As part of the agreement to build the development, this massive stormwater retention basin at the base of the hill, built originally for runoff from the Village, is being repaired.



Nature, too, had been at work building its own retention ponds, with some better at holding water than others. Though it's sad to see so many trees blown down by storms in recent years, these pools can be seen as one of the tree's parting gifts, providing a nursery for tadpoles in the spring, and a place where the wild turkey we heard, and then saw, might take a sip as it walks in its gallinaceous manner through the woods. A lumpier land more closely approximates what existed in America before the forests were cleared and the land plowed. Here's a link to other posts about adapting this sort of minipond concept to backyards.

In the recently preserved Ricciardi tract, across Bunn Drive from the new development, a pileated woodpecker swooped by me just twenty feet away. It landed on a nearby tree, pausing between short head-bobbing hops up and down the trunk to scrutinize the bark for signs of insects. Finding nothing, the bird then flew to another tree, where it repeated its survey routine before flying to another, and another. It's reassuring, somehow, to see that this Princeton Ridge forest's inventory of trees are being so thoroughly inspected, and by such a beautiful bird.

This monster white oak, with its characteristic blotchy bark, has sprawling limbs that suggest it dates back to an earlier, less forested era in Princeton, when trees were more solitary and could spread out.

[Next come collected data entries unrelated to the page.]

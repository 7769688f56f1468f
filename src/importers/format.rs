use crate::error::AnalysisError;
use serde::Serialize;
use std::{fmt, str::FromStr};

/// Resource formats known to the analyzer.
#[derive(Debug, Clone, Copy, PartialEq, Eq, Hash, Serialize)]
pub enum Format {
    Csv,
    Json,
    PcAxis,
    /// National statistics time-series API, handled by the `ine` delegate
    IneApi,
    /// RDF/XML is recognised so it can be rejected explicitly
    Rdf,
}

impl Format {
    pub fn is_supported(self) -> bool {
        !matches!(self, Format::Rdf)
    }
}

impl fmt::Display for Format {
    fn fmt(&self, f: &mut fmt::Formatter<'_>) -> fmt::Result {
        let s = match self {
            Format::Csv => "csv",
            Format::Json => "json",
            Format::PcAxis => "pc-axis",
            Format::IneApi => "ine-api",
            Format::Rdf => "rdf",
        };
        write!(f, "{}", s)
    }
}

/// Parses a caller-supplied format override.
impl FromStr for Format {
    type Err = AnalysisError;

    fn from_str(s: &str) -> Result<Self, Self::Err> {
        match s.trim().to_lowercase().as_str() {
            "csv" => Ok(Format::Csv),
            "json" => Ok(Format::Json),
            "pc-axis" => Ok(Format::PcAxis),
            "rdf" => Ok(Format::Rdf),
            other => Err(AnalysisError::UnsupportedFormat(other.to_string())),
        }
    }
}

const PC_AXIS_HINTS: [&str; 4] = ["format=px", "format=pc-axis", "pc-axis", "pcaxis"];
const CSV_HINTS: [&str; 3] = ["rows.csv", "format=csv", ".csv?"];
const JSON_HINTS: [&str; 3] = ["rows.json", "format=json", ".json?"];
const RDF_HINTS: [&str; 2] = ["rdf", "xml"];

/// Picks a format for a locator.
///
/// A non-empty override wins without looking at the locator. Otherwise the locator
/// text is sniffed; `Ok(None)` means the format is unknown and the caller should
/// fall back to trying fetchers in turn. Membership in the statistics provider is
/// checked by the caller before this runs.
pub fn resolve_format(
    locator: &str,
    format_override: Option<&str>,
) -> Result<Option<Format>, AnalysisError> {
    if let Some(requested) = format_override.filter(|f| !f.trim().is_empty()) {
        return requested.parse().map(Some);
    }

    let locator = locator.trim().to_lowercase();
    let has_hint = |suffix: &str, hints: &[&str]| {
        locator.ends_with(suffix) || hints.iter().any(|hint| locator.contains(hint))
    };

    if has_hint(".px", &PC_AXIS_HINTS) {
        Ok(Some(Format::PcAxis))
    } else if has_hint(".csv", &CSV_HINTS) {
        Ok(Some(Format::Csv))
    } else if has_hint(".json", &JSON_HINTS) {
        Ok(Some(Format::Json))
    } else if RDF_HINTS.iter().any(|hint| locator.contains(hint)) {
        Ok(Some(Format::Rdf))
    } else {
        Ok(None)
    }
}

#[cfg(test)]
mod tests {
    use super::*;

    fn sniff(locator: &str) -> Option<Format> {
        resolve_format(locator, None).unwrap()
    }

    #[test]
    fn test_override_wins() {
        assert_eq!(
            resolve_format("https://example.org/data.csv", Some("JSON")).unwrap(),
            Some(Format::Json)
        );
        assert_eq!(
            resolve_format("https://example.org/data", Some("pc-axis")).unwrap(),
            Some(Format::PcAxis)
        );
        assert_eq!(
            resolve_format("https://example.org/data", Some("rdf")).unwrap(),
            Some(Format::Rdf)
        );
    }

    #[test]
    fn test_empty_override_is_ignored() {
        assert_eq!(
            resolve_format("https://example.org/data.csv", Some("  ")).unwrap(),
            Some(Format::Csv)
        );
    }

    #[test]
    fn test_unknown_override_is_rejected() {
        let error = resolve_format("https://example.org/data.csv", Some("xlsx")).unwrap_err();
        assert!(matches!(error, AnalysisError::UnsupportedFormat(f) if f == "xlsx"));
    }

    #[test]
    fn test_suffix_sniffing() {
        assert_eq!(sniff("https://example.org/table.px"), Some(Format::PcAxis));
        assert_eq!(sniff("https://example.org/Table.CSV"), Some(Format::Csv));
        assert_eq!(sniff("https://example.org/items.json"), Some(Format::Json));
    }

    #[test]
    fn test_embedded_hints() {
        assert_eq!(
            sniff("https://example.org/api/views/abc/rows.csv?accessType=DOWNLOAD"),
            Some(Format::Csv)
        );
        assert_eq!(
            sniff("https://example.org/export?format=json&limit=10"),
            Some(Format::Json)
        );
        assert_eq!(
            sniff("https://example.org/download?format=px"),
            Some(Format::PcAxis)
        );
        assert_eq!(sniff("https://example.org/data.csv?v=2"), Some(Format::Csv));
        assert_eq!(sniff("https://example.org/catalog.rdf"), Some(Format::Rdf));
        assert_eq!(sniff("https://example.org/feed.xml"), Some(Format::Rdf));
    }

    #[test]
    fn test_precedence() {
        // PC-Axis is tested before CSV
        assert_eq!(
            sniff("https://example.org/pcaxis/export.csv"),
            Some(Format::PcAxis)
        );
        // CSV before JSON
        assert_eq!(
            sniff("https://example.org/rows.csv?format=json"),
            Some(Format::Csv)
        );
    }

    #[test]
    fn test_unknown() {
        assert_eq!(sniff("https://example.org/download/1234abcd"), None);
        assert_eq!(sniff(""), None);
    }

    #[test]
    fn test_display() {
        assert_eq!(Format::PcAxis.to_string(), "pc-axis");
        assert_eq!(Format::IneApi.to_string(), "ine-api");
        assert!(!Format::Rdf.is_supported());
        assert!(Format::Csv.is_supported());
    }
}
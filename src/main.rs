#![forbid(unsafe_code)]
use anyhow::{Context, Result};
use clap::{Parser, Subcommand};
use dataprobe::analyzer::Analyzer;
use dataprobe::config::{self, load_configuration};
use dataprobe::datamodel::SampleSize;
use dataprobe::http::server::run_http_server;
use dataprobe::http::state::HttpServerState;
use std::net::SocketAddr;
use std::sync::Arc;
use tracing::Level;
use tracing::event;

#[derive(Debug, Parser)]
#[command(name = "dataprobe", version, about = "Open-data resource analyzer")]
struct Cli {
    #[command(subcommand)]
    command: Option<Command>,
}

#[derive(Debug, Subcommand)]
enum Command {
    /// Run the HTTP API (default)
    Serve,
    /// Analyze a single resource and print the result as JSON
    Analyze {
        /// Resource URL, INE table identifier or INE URL
        locator: String,
        /// Format override: csv, json, pc-axis or rdf
        #[arg(short, long)]
        format: Option<String>,
        /// Rows to sample, 0 or "all" for the configured maximum
        #[arg(short, long)]
        rows: Option<SampleSize>,
    },
}

fn main() -> Result<()> {
    let cli = Cli::parse();

    let runtime = tokio::runtime::Builder::new_multi_thread()
        .enable_all()
        .build()
        .context("Failed to create Tokio runtime")?;

    runtime.block_on(async_main(cli))
}

async fn async_main(cli: Cli) -> Result<()> {
    // Initialize tracing subscriber for HTTP request logging
    tracing_subscriber::fmt()
        .with_env_filter(
            tracing_subscriber::EnvFilter::try_from_default_env()
                .unwrap_or_else(|_| "info,tower_http=info".into()),
        )
        .with_writer(std::io::stderr)
        .init();

    load_configuration().context("Failed to load configuration")?;
    let config = config::get().context("Failed to get configuration")?;
    let analyzer = Analyzer::from_config(&config).context("Failed to create the analyzer")?;

    match cli.command.unwrap_or(Command::Serve) {
        Command::Serve => {
            serve(
                analyzer,
                config.endpoint,
                config.port,
                config.http_server_timeout_seconds,
            )
            .await
        }
        Command::Analyze {
            locator,
            format,
            rows,
        } => {
            let sample = analyzer.sample_size(rows);
            let result = analyzer
                .analyze(&locator, format.as_deref(), sample)
                .await
                .with_context(|| format!("Failed to analyze {}", locator))?;
            println!("{}", serde_json::to_string_pretty(&result)?);
            Ok(())
        }
    }
}

async fn serve(
    analyzer: Analyzer,
    endpoint: std::net::IpAddr,
    port: u16,
    timeout_seconds: u64,
) -> Result<()> {
    // Exit the program if a panic occurs
    let default_panic = std::panic::take_hook();
    std::panic::set_hook(Box::new(move |info| {
        default_panic(info);
        std::process::exit(1);
    }));

    let address = SocketAddr::from((endpoint, port));
    let state = HttpServerState {
        name: Arc::new("DataProbe".to_string()),
        analyzer: Arc::new(analyzer),
    };

    match run_http_server(state, address, timeout_seconds).await {
        Ok(_) => {
            event!(Level::INFO, "HTTP server stopped gracefully");
            Ok(())
        }
        Err(err) => {
            event!(Level::ERROR, "HTTP server failed to start: {}", err);
            Err(err)
        }
    }
}
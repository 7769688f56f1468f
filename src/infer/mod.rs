//! Heuristic column typing over a normalized sample.

use crate::datamodel::{ColumnSchema, NormalizedRow};
use crate::normalize::column_names;

pub mod columns;
pub mod geo_guesser;
pub mod parsing;

pub use columns::infer_column;
pub use parsing::{parse_datetime, try_parse_number};

/// Infers one schema entry per column from the first `sample_limit` rows.
///
/// Columns are taken from the first row, which holds every column once rows
/// have gone through the normalizer.
pub fn infer_schema(rows: &[NormalizedRow], sample_limit: usize) -> Vec<ColumnSchema> {
    let probe = &rows[..rows.len().min(sample_limit)];
    column_names(rows)
        .iter()
        .map(|column| {
            let values = probe
                .iter()
                .map(|row| row.get(column).unwrap_or_default())
                .collect::<Vec<_>>();
            infer_column(column, &values)
        })
        .collect()
}
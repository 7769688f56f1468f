use super::app_error::AppError;
use super::state::HttpServerState;
use crate::datamodel::{AnalysisResult, SampleSize, TimeSeriesResult};
use axum::Json;
use axum::extract::{Query, State};
use serde::Deserialize;
use std::str::FromStr;
use tracing::debug;

#[derive(Debug, Deserialize)]
pub struct AnalyzeQuery {
    pub url: String,
    pub format: Option<String>,
    pub rows: Option<String>,
}

#[derive(Debug, Deserialize)]
pub struct IneQuery {
    pub id: String,
    pub rows: Option<String>,
}

fn parse_rows(rows: Option<&str>) -> Result<Option<SampleSize>, AppError> {
    rows.map(SampleSize::from_str)
        .transpose()
        .map_err(|message| AppError::bad_request(anyhow::anyhow!(message)))
}

/// Analyze an open-data resource.
///
/// Samples the resource, infers a typed schema and suggests charts for it.
/// When the format cannot be told from the URL, CSV, JSON and PC-Axis are tried in turn.
#[utoipa::path(
    get,
    path = "/api/dataset/analyze",
    tag = "Dataset",
    params(
        ("url" = String, Query, description = "Resource URL", example = "https://datos.example.org/paro.csv"),
        ("format" = Option<String>, Query, description = "Format override. One of csv, json, pc-axis, rdf"),
        ("rows" = Option<String>, Query, description = "Number of rows to sample. 0 or all for the configured maximum"),
    ),
    responses(
        (status = 200, description = "Analysis result", body = AnalysisResult),
        (status = 400, description = "Bad Request", body = AppError),
        (status = 422, description = "Unprocessable Entity", body = AppError),
        (status = 502, description = "Bad Gateway", body = AppError),
    )
)]
pub async fn analyze_dataset(
    State(state): State<HttpServerState>,
    Query(AnalyzeQuery { url, format, rows }): Query<AnalyzeQuery>,
) -> Result<Json<AnalysisResult>, AppError> {
    if url.trim().is_empty() {
        return Err(AppError::bad_request(anyhow::anyhow!(
            "The url parameter must not be empty"
        )));
    }
    let sample = state.analyzer.sample_size(parse_rows(rows.as_deref())?);
    debug!("Analyzing {} with {:?}", url, sample);

    let result = state
        .analyzer
        .analyze(url.trim(), format.as_deref(), sample)
        .await?;
    Ok(Json(result))
}

/// Fetch an INE table as aligned series.
///
/// Accepts a bare table identifier or any INE URL carrying one. The delegate output is
/// returned as is, without chart suggestions.
#[utoipa::path(
    get,
    path = "/api/dataset/ine",
    tag = "Dataset",
    params(
        ("id" = String, Query, description = "INE table identifier or URL", example = "50902"),
        ("rows" = Option<String>, Query, description = "Observations kept per series. 0 or all for the configured maximum"),
    ),
    responses(
        (status = 200, description = "Labels, aligned series and the flat table view", body = TimeSeriesResult),
        (status = 400, description = "Bad Request", body = AppError),
        (status = 422, description = "Unprocessable Entity", body = AppError),
        (status = 502, description = "Bad Gateway", body = AppError),
    )
)]
pub async fn ine_dataset(
    State(state): State<HttpServerState>,
    Query(IneQuery { id, rows }): Query<IneQuery>,
) -> Result<Json<TimeSeriesResult>, AppError> {
    let sample = state.analyzer.sample_size(parse_rows(rows.as_deref())?);
    let max_rows = sample.resolve(state.analyzer.settings().max_sample_rows);
    let result = state
        .analyzer
        .ine()
        .fetch_and_normalize(id.trim(), max_rows)
        .await?;
    Ok(Json(result))
}
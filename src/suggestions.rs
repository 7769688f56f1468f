//! Rule-based chart recommendations from an inferred schema.

use crate::datamodel::{ColumnSchema, ColumnType, Suggestion, SuggestionKind};

/// String columns with at least this many distinct values are not charted as categories.
pub const MAX_CATEGORY_CARDINALITY: usize = 200;

/// Kinds in decreasing order of preference for the primary suggestion.
pub const PRIMARY_PREFERENCE: [SuggestionKind; 6] = [
    SuggestionKind::Timeseries,
    SuggestionKind::Barchart,
    SuggestionKind::Piechart,
    SuggestionKind::Choropleth,
    SuggestionKind::Heatmap,
    SuggestionKind::Table,
];

fn names_of(schema: &[ColumnSchema], inferred_type: ColumnType) -> Vec<&str> {
    schema
        .iter()
        .filter(|column| column.inferred_type == inferred_type)
        .map(|column| column.name.as_str())
        .collect()
}

/// Every applicable chart for the schema, ending with the table fallback.
pub fn build_suggestions(schema: &[ColumnSchema]) -> Vec<Suggestion> {
    let numeric = names_of(schema, ColumnType::Numeric);
    let datetime = names_of(schema, ColumnType::Datetime);
    let latitude = names_of(schema, ColumnType::Latitude);
    let longitude = names_of(schema, ColumnType::Longitude);
    let geo_names = names_of(schema, ColumnType::GeoName);
    let categories = schema
        .iter()
        .filter(|column| {
            column.inferred_type == ColumnType::String
                && column.unique_count_estimate < MAX_CATEGORY_CARDINALITY
        })
        .map(|column| column.name.as_str())
        .collect::<Vec<_>>();

    let mut suggestions = Vec::new();

    for x in &datetime {
        for y in &numeric {
            suggestions.push(Suggestion::timeseries(x, y));
        }
    }

    for category in &categories {
        for value in &numeric {
            suggestions.push(Suggestion::barchart(category, value));
            suggestions.push(Suggestion::piechart(category, value));
        }
    }

    if let (Some(lat), Some(lon)) = (latitude.first(), longitude.first()) {
        suggestions.push(Suggestion::heatmap(lat, lon));
    }

    if let Some(geo_name) = geo_names.first() {
        for value in &numeric {
            suggestions.push(Suggestion::choropleth(geo_name, value));
        }
    }

    suggestions.push(Suggestion::table());
    suggestions
}

/// The first suggestion of the most preferred kind present, or a bare table.
pub fn choose_primary(suggestions: &[Suggestion]) -> Suggestion {
    PRIMARY_PREFERENCE
        .iter()
        .find_map(|kind| suggestions.iter().find(|s| s.kind() == *kind))
        .cloned()
        .unwrap_or_else(Suggestion::table)
}
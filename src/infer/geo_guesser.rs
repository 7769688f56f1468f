use crate::datamodel::ColumnType;
use once_cell::sync::Lazy;
use regex::Regex;

static LATITUDE_REGEX: Lazy<Regex> =
    Lazy::new(|| Regex::new(r"(?i)lat").expect("Failed to compile latitude regex"));

static LONGITUDE_REGEX: Lazy<Regex> =
    Lazy::new(|| Regex::new(r"(?i)(lon|lng)").expect("Failed to compile longitude regex"));

/// Spanish autonomous communities and cities, lower-cased, with unaccented
/// and alternative spellings.
pub static SPANISH_REGIONS: &[&str] = &[
    "andalucía",
    "andalucia",
    "aragón",
    "aragon",
    "asturias",
    "islas baleares",
    "baleares",
    "canarias",
    "cantabria",
    "castilla-la mancha",
    "castilla y león",
    "castilla y leon",
    "cataluña",
    "cataluna",
    "comunidad valenciana",
    "valenciana",
    "extremadura",
    "galicia",
    "la rioja",
    "madrid",
    "murcia",
    "navarra",
    "país vasco",
    "pais vasco",
    "paisvasco",
    "ceuta",
    "melilla",
];

/// Values probed when looking for region names.
pub const GEO_PROBE_LIMIT: usize = 30;
/// Share of probed values that must mention a region.
pub const GEO_NAME_THRESHOLD: f64 = 0.2;

/// Coordinate type hinted by a column name, if any.
///
/// Longitude wins when a name hints at both.
pub fn coordinate_from_name(column_name: &str) -> Option<ColumnType> {
    if LONGITUDE_REGEX.is_match(column_name) {
        Some(ColumnType::Longitude)
    } else if LATITUDE_REGEX.is_match(column_name) {
        Some(ColumnType::Latitude)
    } else {
        None
    }
}

pub fn mentions_region(value: &str) -> bool {
    let value = value.to_lowercase();
    SPANISH_REGIONS.iter().any(|region| value.contains(region))
}

/// Whether enough of the first non-empty values name a Spanish region.
pub fn looks_like_geo_names(non_empty_values: &[&str]) -> bool {
    let probe = &non_empty_values[..non_empty_values.len().min(GEO_PROBE_LIMIT)];
    if probe.is_empty() {
        return false;
    }
    let matches = probe.iter().filter(|value| mentions_region(value)).count();
    matches as f64 / probe.len() as f64 >= GEO_NAME_THRESHOLD
}
use super::source::decode_text;
use super::{DataSource, Fetcher, Format};
use crate::datamodel::{RawRow, RawValue};
use crate::error::AnalysisError;
use async_trait::async_trait;
use nom::{
    IResult, Parser,
    branch::alt,
    bytes::complete::{take_while, take_while1},
    character::complete::{char, multispace0},
    combinator::opt,
    multi::{many1, separated_list0, separated_list1},
    sequence::{delimited, preceded},
};
use tracing::debug;

/// Column holding the cell value in decoded rows.
pub const VALUE_COLUMN: &str = "Value";

/// Cell markers used by statistical offices for missing or confidential data.
const MISSING_MARKERS: [&str; 8] = [".", "..", "...", "....", ".....", "......", "-", ":"];

/// Decodes PC-Axis statistical cubes into one row per cell.
#[derive(Debug, Clone, Default)]
pub struct PcAxisFetcher;

#[async_trait]
impl Fetcher for PcAxisFetcher {
    async fn fetch(
        &self,
        source: &dyn DataSource,
        locator: &str,
        max_rows: usize,
    ) -> Result<Vec<RawRow>, AnalysisError> {
        let body = source.fetch_bytes(locator).await?;
        let cube = PcAxisCube::parse(&decode_text(&body))?;
        debug!(
            "PC-Axis cube from {} has {} dimensions and {} cells",
            locator,
            cube.dimensions.len(),
            cube.data.len()
        );
        Ok(cube.expand(max_rows))
    }
}

#[derive(Debug, Clone, PartialEq)]
pub struct Dimension {
    pub name: String,
    pub values: Vec<String>,
}

/// Dimensions in stub then heading order, with the flat data array.
#[derive(Debug, Clone, PartialEq)]
pub struct PcAxisCube {
    pub title: Option<String>,
    pub dimensions: Vec<Dimension>,
    pub data: Vec<String>,
}

/// One `KEYWORD[lang]("subkey")=value` statement, value left unparsed.
#[derive(Debug, PartialEq)]
struct Statement<'a> {
    keyword: &'a str,
    language: Option<&'a str>,
    subkeys: Vec<&'a str>,
    value: &'a str,
}

impl PcAxisCube {
    pub fn parse(text: &str) -> Result<Self, AnalysisError> {
        let statements = split_statements(text)
            .into_iter()
            .filter_map(|raw| parse_statement(raw).ok().map(|(_, statement)| statement))
            // Translations are ignored, only the default language is decoded
            .filter(|statement| statement.language.is_none())
            .collect::<Vec<_>>();

        let find = |keyword: &str| {
            statements
                .iter()
                .find(|s| s.keyword.eq_ignore_ascii_case(keyword) && s.subkeys.is_empty())
        };

        let data = find("DATA")
            .map(|s| parse_data(s.value))
            .ok_or_else(|| AnalysisError::parse(Format::PcAxis, "missing DATA keyword"))?;

        let mut names = Vec::new();
        for keyword in ["STUB", "HEADING"] {
            if let Some(statement) = find(keyword) {
                names.extend(parse_value_list(statement.value)?);
            }
        }
        if names.is_empty() {
            return Err(AnalysisError::parse(
                Format::PcAxis,
                "missing STUB and HEADING keywords",
            ));
        }

        let dimensions = names
            .into_iter()
            .map(|name| {
                let statement = statements
                    .iter()
                    .find(|s| {
                        s.keyword.eq_ignore_ascii_case("VALUES")
                            && s.subkeys.first() == Some(&name.as_str())
                    })
                    .ok_or_else(|| {
                        AnalysisError::parse(
                            Format::PcAxis,
                            format!("missing VALUES for dimension {}", name),
                        )
                    })?;
                Ok(Dimension {
                    values: parse_value_list(statement.value)?,
                    name,
                })
            })
            .collect::<Result<Vec<_>, AnalysisError>>()?;

        let expected = dimensions
            .iter()
            .try_fold(1_usize, |acc, d| acc.checked_mul(d.values.len()))
            .ok_or_else(|| AnalysisError::parse(Format::PcAxis, "cube is too large"))?;
        if expected != data.len() {
            return Err(AnalysisError::parse(
                Format::PcAxis,
                format!("DATA has {} cells, expected {}", data.len(), expected),
            ));
        }

        let title = match find("TITLE") {
            Some(statement) => parse_value_list(statement.value)?.into_iter().next(),
            None => None,
        };

        Ok(Self {
            title,
            dimensions,
            data,
        })
    }

    /// Cross-product expansion of the first `max_rows` cells.
    /// The last dimension varies fastest, matching the DATA layout.
    pub fn expand(&self, max_rows: usize) -> Vec<RawRow> {
        let mut rows = Vec::with_capacity(self.data.len().min(max_rows));
        for (cell, value) in self.data.iter().enumerate().take(max_rows) {
            let mut indices = vec![0_usize; self.dimensions.len()];
            let mut remainder = cell;
            for (position, dimension) in self.dimensions.iter().enumerate().rev() {
                let len = dimension.values.len();
                indices[position] = remainder % len;
                remainder /= len;
            }

            let mut row = RawRow::new();
            for (dimension, index) in self.dimensions.iter().zip(indices) {
                row.push(dimension.name.as_str(), dimension.values[index].as_str());
            }
            row.push(VALUE_COLUMN, RawValue::from(value.as_str()));
            rows.push(row);
        }
        rows
    }
}

/// Splits on `;` outside double quotes.
fn split_statements(text: &str) -> Vec<&str> {
    let mut statements = Vec::new();
    let mut in_quotes = false;
    let mut start = 0;
    for (index, c) in text.char_indices() {
        match c {
            '"' => in_quotes = !in_quotes,
            ';' if !in_quotes => {
                statements.push(&text[start..index]);
                start = index + 1;
            }
            _ => {}
        }
    }
    statements
        .into_iter()
        .filter(|statement| !statement.trim().is_empty())
        .collect()
}

fn keyword(input: &str) -> IResult<&str, &str> {
    take_while1(|c: char| c.is_ascii_alphanumeric() || c == '-' || c == '_').parse(input)
}

fn quoted(input: &str) -> IResult<&str, &str> {
    delimited(char('"'), take_while(|c: char| c != '"'), char('"')).parse(input)
}

fn language(input: &str) -> IResult<&str, &str> {
    delimited(char('['), take_while1(|c: char| c != ']'), char(']')).parse(input)
}

fn subkeys(input: &str) -> IResult<&str, Vec<&str>> {
    delimited(
        char('('),
        separated_list1(delimited(multispace0, char(','), multispace0), quoted),
        char(')'),
    )
    .parse(input)
}

fn parse_statement(input: &str) -> IResult<&str, Statement<'_>> {
    let (value, (keyword, language, subkeys, _)) = (
        preceded(multispace0, keyword),
        opt(language),
        opt(subkeys),
        preceded(multispace0, char('=')),
    )
        .parse(input)?;
    Ok((
        "",
        Statement {
            keyword,
            language,
            subkeys: subkeys.unwrap_or_default(),
            value,
        },
    ))
}

/// A quoted string, possibly continued by adjacent quoted strings, or a bare token.
fn value_item(input: &str) -> IResult<&str, String> {
    alt((
        many1(preceded(multispace0, quoted)).map(|parts: Vec<&str>| parts.concat()),
        preceded(
            multispace0,
            take_while1(|c: char| c != ',' && !c.is_whitespace()),
        )
        .map(str::to_string),
    ))
    .parse(input)
}

fn parse_value_list(value: &str) -> Result<Vec<String>, AnalysisError> {
    let (rest, items) = separated_list0(preceded(multispace0, char(',')), value_item)
        .parse(value)
        .map_err(|err| AnalysisError::parse(Format::PcAxis, err))?;
    if !rest.trim().is_empty() {
        return Err(AnalysisError::parse(
            Format::PcAxis,
            format!("unexpected trailing content: {}", rest.trim()),
        ));
    }
    Ok(items)
}

fn parse_data(value: &str) -> Vec<String> {
    value
        .split(|c: char| c.is_whitespace() || c == ',')
        .filter(|token| !token.is_empty())
        .map(|token| {
            let token = token.trim_matches('"');
            if MISSING_MARKERS.contains(&token) {
                String::new()
            } else {
                token.to_string()
            }
        })
        .collect()
}
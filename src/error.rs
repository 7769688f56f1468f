use crate::importers::Format;
use thiserror::Error;

/// Errors surfaced by the analysis pipeline.
///
/// Normalization, inference and suggestion building never fail, so every variant
/// here comes from retrieving or decoding the remote resource.
#[derive(Error, Debug)]
pub enum AnalysisError {
    /// Network failure or timeout while retrieving the resource
    #[error("Failed to fetch {locator}: {reason}")]
    Fetch { locator: String, reason: String },

    /// The remote server answered with a non-success status
    #[error("Fetching {locator} returned HTTP status {status}")]
    HttpStatus { locator: String, status: u16 },

    /// The payload does not match the expected format
    #[error("Invalid {format} payload: {message}")]
    Parse { format: Format, message: String },

    /// The resolved format has no fetcher, or the requested format is unknown
    #[error("Format not supported: {0}")]
    UnsupportedFormat(String),

    /// Every fetcher of the fallback cascade failed or returned no rows
    #[error("No data could be sampled (attempted formats: {})", format_list(.attempted))]
    NoData { attempted: Vec<Format> },

    /// No table identifier could be extracted for the statistics provider
    #[error("Could not extract a table identifier from {0}")]
    InvalidTableId(String),
}

fn format_list(formats: &[Format]) -> String {
    formats
        .iter()
        .map(|format| format.to_string())
        .collect::<Vec<_>>()
        .join(", ")
}

impl AnalysisError {
    pub fn fetch(locator: &str, reason: impl ToString) -> Self {
        AnalysisError::Fetch {
            locator: locator.to_string(),
            reason: reason.to_string(),
        }
    }

    pub fn parse(format: Format, message: impl ToString) -> Self {
        AnalysisError::Parse {
            format,
            message: message.to_string(),
        }
    }
}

High bush blueberries are scattered through the understory in the 35 acre All Saints Tract. Here, too, you can see how one of the many tributaries of Harry's Brook begins to form out of pools and rivulets, fed by seepage from the hill.

Not sure what's going on here. Affordable housing for the birds? There was no evidence of past use, and it looks like it would get hot in the summer if the sun reached it. The stringiness of the bark of the tree it's attached to says "Eastern red cedar"--more evidence of a less forested past.

Lush growth of skunk cabbage forms a green ribbon leading back into Herrontown Woods.

This is how twin white oaks fall--laying down an angle in a mathematician's forest. Just needs a couple more walls and a roof to make a cozy habitation, though there might be the problem of a wet basement.

Back at the parking lot, the kiosk erected some years back by the county gives no indication of the pleasures of Herrontown Woods. Something about human nature makes it easier to build kiosks and those wooden boxes for brochures, than to keep them filled.

Heading back on Snowden Lane towards home, a silverbell (Halesia sp.) was blooming, with a snowbell (Styrax sp.) across the street. Both are in the Storax family, and neither have I seen growing anywhere else in Princeton.
(Note, 4.28: Of course, as soon as I say such a thing, I notice a Halesia in full bloom on South Harrison Street, on the left before reaching Route 1. Hard to glance sideways while navigating a narrow 2-lane road.)


As the day's light waned on Franklin Ave., far from the rocks and echoes and wildflowers of Herrontown Woods, my vote for "Princeton's most graceful Forsythia" grows.